Sport and Sport Plus are quite fun, and punching the center button supplies a 20-second burst of oomph from the engine. The Cayenne Turbo's 0-60 time is around 4 seconds (a few tenths quicker, according to Porsche), and the top speed is 177 mph.
That boost is tracked via a dial in the instrument cluster.
Porsche's PCM infotainment system runs on a 12.3-inch touchscreen.
The usual features are present, from easy Bluetooth-paring to USB connectivity. But the system is also where the driver can configure the Cayenne's drive modes.
You can also use the system to adjust the Cayenne's ride height.
Now for the main event: a visit to the powerplant!
The 4.0-liter, twin-turbocharged V8 makes 541 horsepower with 568 pound-feet of torque. This Porsche can tow nearly 8,000 pounds, which is staggering. Fuel economy isn't: 15 mpg city/19 highway/17 combined, and that's on premium gas.
The eight-speed automatic pipes the power to the Cayenne Turbo's all-wheel-drive system. There isn't a whiff of turbo lag with this machine, and the transmission can switch to manual if you want to shift gears yourself.
The key fob, naturally, is Porsche-shaped.
So is the Porsche Cayenne still the finest SUV ever made by human hands on planet Earth?
Oh good golly yes!
I had been driving the 2019 Porsche Cayenne Turbo for all of five minutes when I was already making appreciative noises and trying to hold back the whoops in the interest of critical objectivity.
The Cayenne was mind-blowing at 25 mph. It all came rushing back. They laughed at the idea of a Porsche SUV. Then they quit laughing. But still there are openings for jeers. After all, isn't this just a rebadged Volkswagen?
HAHAHAHA! Silence, ye doubters. No, the Cayenne isn't a 911. But is it a Porsche? Sure. Beyond that, however, is so much more. It remains the greatest SUV on the road, and in my view, the greatest SUV ever built by the species. True, the Land Rover Defender is impressive. But the Cayenne does its thing in Porsche fashion on the road while also offering staggering offroad capability — rock-crawling, yes, sort of, but really the kind of high-speed rallying that you would logically subject this machine to.
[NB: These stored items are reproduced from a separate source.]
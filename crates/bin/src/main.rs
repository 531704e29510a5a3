//! rvar CLI binary.
//!
//! Computes the rolling three-factor residual variance characteristic for a
//! daily security panel.

mod config;
mod logging;

use clap::{Parser, Subcommand};
use config::{FormatArg, PipelineArgs};
use indicatif::{ProgressBar, ProgressStyle};
use rvar::data::read_panel_csv;
use rvar::output::{ExportFormat, Exporter};
use rvar::{PartitionOutcome, ResidualVariancePipeline};
use serde_json::json;
use std::path::{Path, PathBuf};
use std::process;
use std::sync::Arc;
use std::time::Duration;
use tracing::info;

#[derive(Parser)]
#[command(name = "rvar")]
#[command(about = "Rolling three-factor residual variance", long_about = None)]
#[command(version)]
struct Cli {
    /// More log output (-v debug, -vv trace)
    #[arg(short, long, action = clap::ArgAction::Count, global = true)]
    verbose: u8,

    /// Only log warnings and errors, and hide progress
    #[arg(short, long, global = true)]
    quiet: bool,

    #[command(subcommand)]
    command: Commands,
}

#[derive(Subcommand)]
enum Commands {
    /// Compute the characteristic and write it to a file
    Run {
        /// Input panel (CSV)
        #[arg(long, short)]
        input: PathBuf,

        /// Output table
        #[arg(long, short)]
        output: PathBuf,

        /// Output format (default: from the output file extension)
        #[arg(long, value_enum)]
        format: Option<FormatArg>,

        /// Also write the run summary as JSON
        #[arg(long)]
        summary: Option<PathBuf>,

        #[command(flatten)]
        pipeline: PipelineArgs,
    },

    /// Show how securities would be partitioned, without computing anything
    Plan {
        /// Input panel (CSV)
        #[arg(long, short)]
        input: PathBuf,

        /// Print the plan as JSON
        #[arg(long)]
        json: bool,

        #[command(flatten)]
        pipeline: PipelineArgs,
    },
}

fn main() {
    if let Err(e) = run() {
        eprintln!("Error: {}", e);
        process::exit(1);
    }
}

fn run() -> Result<(), Box<dyn std::error::Error>> {
    let cli = Cli::parse();
    logging::init(cli.verbose, cli.quiet)?;

    match cli.command {
        Commands::Run {
            input,
            output,
            format,
            summary,
            pipeline,
        } => {
            let format = format.map_or_else(|| ExportFormat::from_path(&output), Into::into);
            compute(&input, &output, format, summary.as_deref(), &pipeline, cli.quiet)?;
        }
        Commands::Plan {
            input,
            json,
            pipeline,
        } => {
            plan(&input, json, &pipeline)?;
        }
    }

    Ok(())
}

fn progress_bar(len: usize, quiet: bool) -> Result<ProgressBar, Box<dyn std::error::Error>> {
    if quiet {
        return Ok(ProgressBar::hidden());
    }
    let pb = ProgressBar::new(len as u64);
    pb.set_style(
        ProgressStyle::default_bar()
            .template("{spinner:.green} [{bar:40.cyan/blue}] {pos}/{len} {msg}")?
            .progress_chars("█▓░"),
    );
    pb.enable_steady_tick(Duration::from_millis(100));
    Ok(pb)
}

fn compute(
    input: &Path,
    output: &Path,
    format: ExportFormat,
    summary_path: Option<&Path>,
    args: &PipelineArgs,
    quiet: bool,
) -> Result<(), Box<dyn std::error::Error>> {
    let config = args.resolve()?;
    let partitions = config.partitioning.partition_count()?;

    info!(path = %input.display(), "Loading panel");
    let panel = read_panel_csv(input)?;

    let pb = progress_bar(partitions, quiet)?;
    pb.set_message("Fitting rolling regressions...");
    let ticker = pb.clone();
    let pipeline = ResidualVariancePipeline::new(config)?.on_partition_complete(Arc::new(
        move |outcome: &PartitionOutcome| {
            ticker.inc(1);
            ticker.set_message(format!(
                "partition {} done ({} records)",
                outcome.partition, outcome.records
            ));
        },
    ));

    let result = match pipeline.run(panel) {
        Ok(result) => {
            pb.finish_with_message(format!("{} records", result.table.len()));
            result
        }
        Err(e) => {
            pb.abandon_with_message("Failed!");
            return Err(e.into());
        }
    };

    result.table.export_to_file(output, format)?;
    info!(path = %output.display(), records = result.table.len(), "Wrote characteristic");

    if let Some(path) = summary_path {
        result
            .summary
            .export_to_file(path, ExportFormat::PrettyJson)?;
        info!(path = %path.display(), "Wrote run summary");
    }

    if !quiet {
        println!("{}", result.summary.to_ascii_table());
    }

    Ok(())
}

fn plan(input: &Path, as_json: bool, args: &PipelineArgs) -> Result<(), Box<dyn std::error::Error>> {
    let config = args.resolve()?;
    let panel = read_panel_csv(input)?;
    let pipeline = ResidualVariancePipeline::new(config)?;
    let plan = pipeline.plan(&panel)?;

    if as_json {
        let partitions: Vec<_> = plan
            .assignments()
            .iter()
            .zip(plan.loads())
            .enumerate()
            .map(|(i, (ids, load))| {
                json!({
                    "partition": i,
                    "securities": ids.len(),
                    "observations": load,
                    "security_ids": ids,
                })
            })
            .collect();
        let output = json!({
            "strategy": pipeline.config().partitioning,
            "securities": plan.security_count(),
            "empty_partitions": plan.empty_partitions(),
            "imbalance": plan.imbalance(),
            "partitions": partitions,
        });
        println!("{}", serde_json::to_string_pretty(&output)?);
        return Ok(());
    }

    println!("\nPartition Plan: {}", input.display());
    println!("{}", "=".repeat(48));
    println!(
        "{:<12} {:>16} {:>16}",
        "Partition", "Securities", "Observations"
    );
    println!("{}", "-".repeat(48));
    for (i, (ids, load)) in plan.assignments().iter().zip(plan.loads()).enumerate() {
        println!("{:<12} {:>16} {:>16}", i, ids.len(), load);
    }
    println!("{}", "-".repeat(48));
    println!(
        "{:<12} {:>16} {:>16}",
        "Total",
        plan.security_count(),
        plan.loads().iter().sum::<usize>()
    );
    println!("{}", "=".repeat(48));
    println!("Empty partitions: {}", plan.empty_partitions());
    println!("Load imbalance:   {:.3}", plan.imbalance());

    Ok(())
}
The Cayenne is simply good, good, and more good, and the top-level Turbo trim is especially delightful, capable of orchestrating a brutal symphony of horsepower from that magnificent 541-horsepower, twin-turbo V8. But that's just one dimension of performance bliss.
You also have the bracing handling, delivered through an intricate orchestration of mega-tech features, ranging from a rooftop spoiler than can adapt to increased speed to rear-axle steering and electro-hydraulic roll stabilization.
It's my policy to avoid getting too deep in this gearheady stuff (my driving is 90% emotion and 10% engineering). But with the Cayenne Turbo, it definitely adds up to an SUV that drives, as it always has, like a Porsche — but with the vehicle's upgrades, now more like a Porsche than ever.
As with most modern luxury cars, the Cayenne has a suite of driver-assist features, including adaptive cruise control and a nice, low-speed, stop-and-go system. These work well, as advertised, but c'mon — this is a Porsche! The urge to take control and do the driving yourself is ever-present. And that's ultimately what separates the Cayenne from some (not all) of the competition.
I could go on, but you get the idea. The Cayenne has been absolutely, shockingly brilliant since it first arrived in the early 2000s. A decade and half later, same story. The vehicle's magnificence simply increases with time. Our Business Insider road-test crew was basically speechless after a week with the Cayenne Turbo. True, I'm not nuts about the design. Never have been. So what? Design isn't everything.
Is the Cayenne still the finest SUV made by human hands on planet Earth?
Nod quietly, nod respectfully, and accept that unquestionable genius does sometimes happen.